Not everyone gets the offer. For the most part, it’s only given to Pulse citizens, or crimes against major Pulse subsidiaries, situations where Pulse has clear jurisdiction over a criminal. And they have to have that certain something that draws the camera and the audience. Maybe simple charisma: attractive, a natural leader, unusually persuasive. Maybe they have a good story: a particularly spectacular crime, a family that’s going to go hungry, “powerful and wealthy brought low.” Maybe they’ve got some potential as a natural villain, someone the audience will love to hate. Maybe there’s a game-changing secret, an unusual surgery, an allegiance that might lead to an exciting rescue down the road.
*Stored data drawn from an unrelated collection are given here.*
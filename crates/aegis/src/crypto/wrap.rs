//! RFC 3394 AES key wrap of per-value keys under a database key.

use aegis_common::{DbKey, Error};
use aes_kw::KekAes256;
use zeroize::Zeroizing;

use super::VALUE_KEY_LEN;

/// Size of a wrapped per-value key: 32 + 8 bytes of integrity expansion.
pub const WRAPPED_KEY_LEN: usize = VALUE_KEY_LEN + 8;

/// Wrap a per-value key under the database key.
///
/// # Errors
///
/// Returns [`Error::Internal`] if the wrap primitive rejects its input;
/// unreachable for correctly sized keys.
pub fn wrap_key(db_key: &DbKey, value_key: &[u8; VALUE_KEY_LEN]) -> Result<[u8; WRAPPED_KEY_LEN], Error> {
    let kek = KekAes256::from(*db_key.as_bytes());
    let mut wrapped = [0u8; WRAPPED_KEY_LEN];
    kek.wrap(value_key, &mut wrapped)
        .map_err(|e| Error::Internal(format!("key wrap failed: {e}")))?;
    Ok(wrapped)
}

/// Unwrap a per-value key under the database key.
///
/// # Errors
///
/// Returns [`Error::DecryptionFailed`] if the integrity check fails — the
/// wrapped blob was produced under a different key or has been altered.
pub fn unwrap_key(
    db_key: &DbKey,
    wrapped: &[u8; WRAPPED_KEY_LEN],
) -> Result<Zeroizing<[u8; VALUE_KEY_LEN]>, Error> {
    let kek = KekAes256::from(*db_key.as_bytes());
    let mut value_key = Zeroizing::new([0u8; VALUE_KEY_LEN]);
    kek.unwrap(wrapped, value_key.as_mut())
        .map_err(|_| Error::DecryptionFailed)?;
    Ok(value_key)
}

#[cfg(test)]
mod tests {
    use super::*;
    use crate::crypto::generate_value_key;

    fn test_db_key(byte: u8) -> DbKey {
        DbKey::from([byte; 32])
    }

    #[test]
    fn wrap_unwrap_round_trip() {
        let db_key = test_db_key(0x11);
        let value_key = generate_value_key();
        let wrapped = wrap_key(&db_key, &value_key).unwrap();
        let unwrapped = unwrap_key(&db_key, &wrapped).unwrap();
        assert_eq!(unwrapped.as_slice(), value_key.as_slice());
    }

    #[test]
    fn wrapped_key_has_integrity_expansion() {
        let wrapped = wrap_key(&test_db_key(0x22), &[0u8; VALUE_KEY_LEN]).unwrap();
        assert_eq!(wrapped.len(), VALUE_KEY_LEN + 8);
    }

    #[test]
    fn unwrap_with_wrong_kek_fails() {
        let value_key = generate_value_key();
        let wrapped = wrap_key(&test_db_key(0x33), &value_key).unwrap();
        assert!(matches!(
            unwrap_key(&test_db_key(0x44), &wrapped),
            Err(Error::DecryptionFailed)
        ));
    }

    #[test]
    fn unwrap_tampered_blob_fails() {
        let db_key = test_db_key(0x55);
        let value_key = generate_value_key();
        let mut wrapped = wrap_key(&db_key, &value_key).unwrap();
        wrapped[0] ^= 0xFF;
        assert!(matches!(
            unwrap_key(&db_key, &wrapped),
            Err(Error::DecryptionFailed)
        ));
    }
}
The Iron Maiden is without a doubt the largest prison complex in Sol, and one of the largest film sets. It’s a “natural” cave system in the Metis region, where the terraforming processes created a basin riddled with tunnels and sinkholes. When programming Exec &@@$$Thorn$28876 “On Five” got his Platinum Plan retirement around 640 AE, he settled on a large island near the Arctic reaches, and spent a very long time exploring and reshaping the land. After 15 years and two long sessions with a loaned geomat unit, On Five had built the set for his ultimate program: a ring of networked caves, up to a kilometer deep, in a rough circle 40-50 kilometers across. It’s likely On Five is the only entity with a map of even the upper levels, and they’ve changed dramatically since they were surveyed in 470 or so.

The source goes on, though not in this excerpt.